Nicola erklärt aber im Kapitel über Konflikte, dass Streit wichtig und normal ist und zu einer gesunden Geschwisterbeziehung dazu gehört (ich bin ja fest überzeugt, dass er auch zu einer gesunden Paarbeziehung gehört). Doch wichtig ist es, so Nicola, dass die Kinder lernen richtig zu streiten
Außerdem gibt sie einige praktische Tipps an die Hand, wie wir Eltern unseren Kindern helfen können aus Streitsituationen herauszukommen. Aber auch wie wir unseren Kindern ermöglichen können Wut abzulassen oder im Spiel deutlich zu machen was sie brauchen.
Jedes Kind ist anders
Jedes Kapitel endet mit einem Abschnitt unter der Überschrift „Jedes Kind ist anders“. Das ist vielleicht einer der wichtigsten Sätze für uns Eltern, denn wir bekommen mit dem zweiten Kind schließlich keinen Klon des ersten, selbst wenn es auf Babyfotos manchmal so scheinen mag. Deswegen gilt auch für unsere Kinder, dass was wir uns sowieso vornehmen sollten, wir vergleichen nicht. Jedes Kind ist so wie es ist und genau so ist es toll und richtig. Es ist ein Teil des Familienteams und ein Teil des Geschwisterteams.

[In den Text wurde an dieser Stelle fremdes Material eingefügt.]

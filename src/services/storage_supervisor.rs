//! Keeps the shared store handle alive and drives degraded mode.
//!
//! The hosted REST API has no session to restore: `health_check` and
//! `try_reconnect` are both a ping. A ping answered with a client error
//! (`StorageError::Rejected`) proves the API is reachable, so only
//! `StorageError::Unavailable` counts as an outage.

use std::{future::Future, sync::Arc, time::Duration};

use tokio::time::{MissedTickBehavior, interval, sleep};
use tracing::{error, info, warn};

use crate::{
    dao::{game_store::ArenaStore, storage::StorageError},
    state::SharedState,
};

/// Delays and attempt budget used by [`run_with`].
#[derive(Debug, Clone, Copy)]
pub struct SupervisorTimings {
    /// First backoff delay for connects and reconnect pings.
    pub initial_delay: Duration,
    /// Backoff ceiling.
    pub max_delay: Duration,
    /// Period between health pings while the API answers.
    pub health_interval: Duration,
    /// Failed reconnect pings tolerated before the handle is dropped.
    pub reconnect_attempts: u32,
}

impl Default for SupervisorTimings {
    fn default() -> Self {
        Self {
            initial_delay: Duration::from_secs(1),
            max_delay: Duration::from_secs(10),
            health_interval: Duration::from_secs(5),
            reconnect_attempts: 3,
        }
    }
}

/// Connect, watch and reconnect forever with the default timings.
pub async fn run<F, Fut>(state: SharedState, connect: F)
where
    F: FnMut() -> Fut + Send + 'static,
    Fut: Future<Output = Result<Arc<dyn ArenaStore>, StorageError>> + Send,
{
    run_with(state, SupervisorTimings::default(), connect).await
}

/// Install a store from `connect`, watch it until it is lost, drop it and
/// start over. Never returns.
pub async fn run_with<F, Fut>(state: SharedState, timings: SupervisorTimings, mut connect: F)
where
    F: FnMut() -> Fut + Send + 'static,
    Fut: Future<Output = Result<Arc<dyn ArenaStore>, StorageError>> + Send,
{
    loop {
        let store = connect_with_backoff(&mut connect, &timings).await;
        state.install_store(store.clone()).await;
        info!("storage connection established; leaving degraded mode");

        watch(&state, store.as_ref(), &timings).await;

        warn!("storage unreachable after reconnect attempts; dropping the store handle");
        state.clear_store().await;
    }
}

async fn connect_with_backoff<F, Fut>(
    connect: &mut F,
    timings: &SupervisorTimings,
) -> Arc<dyn ArenaStore>
where
    F: FnMut() -> Fut,
    Fut: Future<Output = Result<Arc<dyn ArenaStore>, StorageError>>,
{
    let mut delay = timings.initial_delay;
    loop {
        match connect().await {
            Ok(store) => return store,
            Err(err) => {
                warn!(error = %err, ?delay, "storage connection attempt failed");
                sleep(delay).await;
                delay = (delay * 2).min(timings.max_delay);
            }
        }
    }
}

/// Ping until the API stops answering and cannot be recovered.
async fn watch(state: &SharedState, store: &dyn ArenaStore, timings: &SupervisorTimings) {
    let mut ticker = interval(timings.health_interval);
    ticker.set_missed_tick_behavior(MissedTickBehavior::Delay);

    loop {
        ticker.tick().await;
        match store.health_check().await {
            Ok(()) => mark_reachable(state),
            Err(err @ StorageError::Rejected { .. }) => {
                // Reachable; a bad key or policy will not be fixed by reconnecting.
                error!(error = %err, "storage ping refused");
                mark_reachable(state);
            }
            Err(err @ StorageError::Unavailable { .. }) => {
                warn!(error = %err, "storage ping failed; entering degraded mode");
                state.update_degraded(true);
                if !reconnect(store, timings).await {
                    return;
                }
                mark_reachable(state);
            }
        }
    }
}

/// Retry the ping with backoff; `true` once anything answers.
async fn reconnect(store: &dyn ArenaStore, timings: &SupervisorTimings) -> bool {
    let mut delay = timings.initial_delay;
    for attempt in 1..=timings.reconnect_attempts {
        match store.try_reconnect().await {
            Ok(()) | Err(StorageError::Rejected { .. }) => {
                info!(attempt, "storage answering again");
                return true;
            }
            Err(err) => {
                warn!(attempt, error = %err, "storage reconnect attempt failed");
                sleep(delay).await;
                delay = (delay * 2).min(timings.max_delay);
            }
        }
    }
    false
}

fn mark_reachable(state: &SharedState) {
    if state.is_degraded() {
        info!("storage healthy again; leaving degraded mode");
        state.update_degraded(false);
    }
}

Danke für den tollen Beitrag!
Geschwisterliebe ist wirklich ein spannendes Thema. Manchmal ist es ja auch so, dass (ältere) Kinder schon vor der Geburt ihres Geschwisterchens eingebunden werden wollen — das ist aus meiner Sicht eine tolle Möglichkeit, die Beziehung zwischen beiden zu stärken.